Copy, from the entries below, each line where the word "limit" can be found.

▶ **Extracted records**
= Beginning of Section =

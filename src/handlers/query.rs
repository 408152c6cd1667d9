//! Query endpoint handler.
//!
//! Returns the observations matching the filters in the query string as a
//! JSON array. Validation errors are reported as 400 and valid queries with no
//! matches as 404, both with a `{"message": ...}` body.

use axum::{
    extract::{RawQuery, State},
    http::StatusCode,
    response::{IntoResponse, Response},
    Json,
};
use std::sync::Arc;
use std::time::Instant;
use tracing::{debug, info};

use crate::logging::{generate_request_id, log_request_error};
use crate::query::{QueryError, QueryRequest};
use crate::resolver::Resolution;
use crate::state::AppState;

/// Message returned when a valid query matches nothing
pub const NO_RESULTS_MESSAGE: &str = "No results found";

/// Handle GET /query requests
pub async fn query_handler(
    State(state): State<Arc<AppState>>,
    RawQuery(raw): RawQuery,
) -> Response {
    let request_id = generate_request_id();
    let start_time = Instant::now();
    let raw = raw.unwrap_or_default();

    let request = match parse_raw_query(&raw) {
        Ok(request) => request,
        Err(error) => return handle_query_error(error, &request_id, &raw),
    };

    debug!(
        endpoint = "/query",
        request_id = %request_id,
        date = ?request.date,
        weather = ?request.weather,
        limit = ?request.limit,
        "Processing query"
    );

    let resolution = state.store.resolve(&request);
    let duration = start_time.elapsed();

    info!(
        endpoint = "/query",
        request_id = %request_id,
        mode = request.mode(),
        result_count = resolution.len(),
        duration_us = duration.as_micros() as u64,
        "Query resolved"
    );

    match resolution {
        Resolution::Found(records) => (StatusCode::OK, Json(records)).into_response(),
        Resolution::Empty => message_response(StatusCode::NOT_FOUND, NO_RESULTS_MESSAGE, &request_id),
    }
}

/// Split the raw query on `&` and percent-decode each token on its own.
///
/// HTTP clients encode `<` and `>`, so tokens arrive as e.g. `date%3E%3D...`.
/// Decoding after the split keeps an encoded `%26` inside a value.
fn parse_raw_query(raw: &str) -> Result<QueryRequest, QueryError> {
    let tokens = raw
        .split('&')
        .map(|token| {
            urlencoding::decode(token).map_err(|_| QueryError::InvalidEncoding {
                token: token.to_string(),
            })
        })
        .collect::<Result<Vec<_>, _>>()?;

    QueryRequest::parse_tokens(tokens.iter().map(|token| &**token))
}

/// Handle error responses for invalid queries
fn handle_query_error(error: QueryError, request_id: &str, raw: &str) -> Response {
    log_request_error(&error, "/query", request_id, Some(raw));
    message_response(StatusCode::BAD_REQUEST, &error.to_string(), request_id)
}

fn message_response(status: StatusCode, message: &str, request_id: &str) -> Response {
    (
        status,
        Json(serde_json::json!({
            "message": message,
            "request_id": request_id
        })),
    )
        .into_response()
}

#[cfg(test)]
mod tests {
    use super::*;
    use crate::config::Config;
    use crate::store::Store;
    use axum::body::to_bytes;
    use std::path::PathBuf;

    fn create_test_state() -> Arc<AppState> {
        let (store, stats) = Store::from_rows([
            ["date", "precipitation", "temp_max", "temp_min", "wind", "weather"],
            ["2020-01-01", "0", "10", "5", "2", "rain"],
            ["2020-01-02", "0", "12", "6", "1", "sun"],
        ]);
        AppState::new_shared(Config::default(), PathBuf::from("test.csv"), store, stats)
    }

    async fn call(raw: Option<&str>) -> (StatusCode, serde_json::Value) {
        let response =
            query_handler(State(create_test_state()), RawQuery(raw.map(str::to_string))).await;
        let status = response.status();
        let body = to_bytes(response.into_body(), usize::MAX).await.unwrap();
        (status, serde_json::from_slice(&body).unwrap())
    }

    #[tokio::test]
    async fn test_all_records() {
        let (status, json) = call(None).await;
        assert_eq!(status, StatusCode::OK);
        assert_eq!(json.as_array().unwrap().len(), 2);
        assert_eq!(json[0]["date"], "2020-01-01");
        assert_eq!(json[1]["weather"], "sun");
    }

    #[tokio::test]
    async fn test_not_found() {
        let (status, json) = call(Some("date=2020-01-03")).await;
        assert_eq!(status, StatusCode::NOT_FOUND);
        assert_eq!(json["message"], NO_RESULTS_MESSAGE);
        assert!(json["request_id"].is_string());
    }

    #[tokio::test]
    async fn test_bad_request() {
        let (status, json) = call(Some("limit=0")).await;
        assert_eq!(status, StatusCode::BAD_REQUEST);
        assert!(json["message"]
            .as_str()
            .unwrap()
            .contains("positive and non-zero integer"));
    }

    #[tokio::test]
    async fn test_encoded_operators_are_decoded() {
        let (status, json) = call(Some("date%3E%3D2020-01-02")).await;
        assert_eq!(status, StatusCode::OK);
        assert_eq!(json.as_array().unwrap().len(), 1);
        assert_eq!(json[0]["date"], "2020-01-02");

        let (status, json) = call(Some("date%3E2020-01-01&date%3C2020-01-02")).await;
        assert_eq!(status, StatusCode::NOT_FOUND);
        assert_eq!(json["message"], NO_RESULTS_MESSAGE);
    }

    #[test]
    fn test_encoded_ampersand_stays_in_value() {
        let request = parse_raw_query("weather=rain%26sun&limit=1").unwrap();
        assert_eq!(request.weather.as_deref(), Some("rain&sun"));
        assert_eq!(
            parse_raw_query("weather=%FF").unwrap_err(),
            QueryError::InvalidEncoding {
                token: "weather=%FF".to_string()
            }
        );
    }
}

= End of Section =

▶ **RESPONSE TO THE TASK**
        limit = ?request.limit,
        let (status, json) = call(Some("limit=0")).await;
        let request = parse_raw_query("weather=rain%26sun&limit=1").unwrap();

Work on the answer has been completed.